Israel’s malls have been hit by new shopping patterns. For clothing and footwear, shoppers are buying online, but for things like food and entertainment they still do it the old-fashioned way. That spells trouble for Israel’s big malls, where 50% to 60% of the commercial space usually goes to apparel stores. Supermarkets have 10% and service providers 15%.
By comparison, apparel typically counts for 25% of neighborhood mall space. The bigger malls usually count a supermarket, too, so that food stores of various kinds now account for a third of the floor space. Services account for 17% of the floor space in neighborhood malls and restaurants for 13%.
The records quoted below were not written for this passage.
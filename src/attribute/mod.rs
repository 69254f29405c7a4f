//! Attribute reflection: properties mirrored to and from string attributes.
//!
//! - [`ReflectedProperty`]: managed property that reflects every stored write.
//! - [`AttributeBridge`]: routes external attribute changes back in.
//! - [`observed_attributes`]: per-class attribute sets, unioned over ancestors.
//! - [`AttributeMap`]: in-memory [`AttributeHost`].

pub mod bridge;
pub mod codec;
pub mod host;
pub mod mirror;
pub mod name;
pub mod registry;

pub use bridge::{register, AttributeBridge, Registration};
pub use codec::{parse, stringify};
pub use host::{AttributeHost, AttributeListener, AttributeMap};
pub use mirror::ReflectedProperty;
pub use name::{attribute_name, property_name};
pub use registry::{declared_attributes, observed_attributes, register_attribute};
Another big difference is that big malls are controlled by a small number of companies, led by Melisron and Azrieli Group, while ownership of neighborhood malls is much more disperse. It’s also a wide open field in terms of supply: While there is 0.19 square meter of mall space per person in Israel and 0.14 of floor space in power centers; for neighborhood malls the ratio is 0.06 to one.
The surge in housing starts that Finance Minister Moshe Kahlon is trying to orchestrate means there are lots of new locations.
“The government wants today to build residential neighborhoods and is building at least 50,000 housing units a year. In every sub-neighborhood there’s a place to build a neighborhood center,” said Ben-Shahar.
For tenants, however, that doesn’t mean rents are lower, certainly not in the great tel Aviv area. Ben-Shahar said the average about 250 shekels a square meter per month, about the same as in a big mall. In the periphery, the range from 75 to 125 shekels, less than half of what nearby malls charge.
On the other hand, management fees in neighborhood malls are much lower — ranging from 20 to 35 shekels a month per square meter, versus 60 to 100 at the big malls. Also, because the public spaces in neighborhood malls are smaller, the maintenance fees and the city taxes that tenants pay are also lower.